The U.S. Bureau of Labor Statistics came out with its June jobs report this week and, consistent with usual trends, healthcare jobs are booming. In June 2013 there were approximately 20,000 new healthcare jobs in the U.S., ¾ of which were in the ambulatory care sector and ¼ of which were in hospitals. Healthcare jobs represented 10% of all new jobs created this month.

The June growth in healthcare jobs matches up to the average 19,000 new healthcare jobs we have seen created in each of the prior months of 2013 and the 12% job growth we have seen over the last five years. In a country where new jobs are viewed as even better than baseball, apple pie and mom herself, these new jobs should elicit a huge round of applause, or at least a stadium style wave, right?

Or should they?

Change the channel and a different set of policy makers, employers and industry experts will tell you that the only way to save our economy from ruin is to cut healthcare costs.
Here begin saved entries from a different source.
impl Entity {
    pub fn new(
        id: usize,
        name: impl Into<String>,
        node_ids: Vec<usize>,
        properties_id: usize,
        geometry: BezierGeometry,
    ) -> Self {
        Self {
            id,
            name: name.into(),
            node_ids,
            properties_id,
            geometry,
        }
    }

    pub fn id(&self) -> usize {
        self.id
    }

    pub fn name(&self) -> &str {
        &self.name
    }

    pub fn node_ids(&self) -> &[usize] {
        &self.node_ids
    }

    pub fn properties_id(&self) -> usize {
        self.properties_id
    }

    pub fn geometry(&self) -> &BezierGeometry {
        &self.geometry
    }
}

#[derive(Debug, Clone)]
pub struct ModelPart {
    name: String,
    registered_names: BTreeSet<String>,
    nodes: BTreeMap<usize, Node>,
    elements: BTreeMap<usize, Entity>,
    conditions: BTreeMap<usize, Entity>,
    properties: BTreeMap<usize, Properties>,
}

impl ModelPart {
    pub fn new(name: impl Into<String>) -> Self {
        Self {
            name: name.into(),
            registered_names: BTreeSet::new(),
            nodes: BTreeMap::new(),
            elements: BTreeMap::new(),
            conditions: BTreeMap::new(),
            properties: BTreeMap::new(),
        }
    }

    pub fn name(&self) -> &str {
        &self.name
    }

    /// Makes an element or condition name available for creation.
    pub fn register_entity(&mut self, name: impl Into<String>) {
        self.registered_names.insert(name.into());
    }

    pub fn is_registered(&self, name: &str) -> bool {
        self.registered_names.contains(name)
    }

    pub fn create_node(&mut self, id: usize, coordinates: Point3<f64>) -> eyre::Result<&mut Node> {
        if self.nodes.contains_key(&id) {
            bail!("node {id} already exists in model part {}", self.name);
        }
        Ok(self.nodes.entry(id).or_insert(Node::new(id, coordinates)))
    }

    pub fn node(&self, id: usize) -> Option<&Node> {
        self.nodes.get(&id)
    }

    pub fn node_mut(&mut self, id: usize) -> Option<&mut Node> {
        self.nodes.get_mut(&id)
    }

    pub fn nodes(&self) -> impl Iterator<Item = &Node> {
        self.nodes.values()
    }

    pub fn number_of_nodes(&self) -> usize {
        self.nodes.len()
    }

    pub fn add_properties(&mut self, properties: Properties) {
        self.properties.insert(properties.id(), properties);
    }

    pub fn properties(&self, id: usize) -> Option<&Properties> {
        self.properties.get(&id)
    }

    fn add_entity(entities: &mut BTreeMap<usize, Entity>, entity: Entity) -> eyre::Result<()> {
        if entities.contains_key(&entity.id) {
            bail!("an entity with id {} already exists", entity.id);
        }
        entities.insert(entity.id, entity);
        Ok(())
    }

    pub fn add_element(&mut self, element: Entity) -> eyre::Result<()> {
        Self::add_entity(&mut self.elements, element)
    }

    pub fn add_condition(&mut self, condition: Entity) -> eyre::Result<()> {
        Self::add_entity(&mut self.conditions, condition)
    }

    pub fn element(&self, id: usize) -> Option<&Entity> {
        self.elements.get(&id)
    }

    pub fn condition(&self, id: usize) -> Option<&Entity> {
        self.conditions.get(&id)
    }

    pub fn elements(&self) -> impl Iterator<Item = &Entity> {
        self.elements.values()
    }

    pub fn conditions(&self) -> impl Iterator<Item = &Entity> {
        self.conditions.values()
    }

    pub fn number_of_elements(&self) -> usize {
        self.elements.len()
    }

    pub fn number_of_conditions(&self) -> usize {
        self.conditions.len()
    }

    fn clear_entities(&mut self) {
        self.nodes.clear();
        self.elements.clear();
        self.conditions.clear();
    }
}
Cutting healthcare costs means making the people who work within the system vastly more efficient, eliminating unnecessary medical care (and thus reducing the labor that goes along with it), and helping empower consumers to do things for themselves, including taking a more active role in reducing their own demand for healthcare services and, in some cases, doing at home what they might previously have used the healthcare system to do (e.g., diagnostics, home care, etc).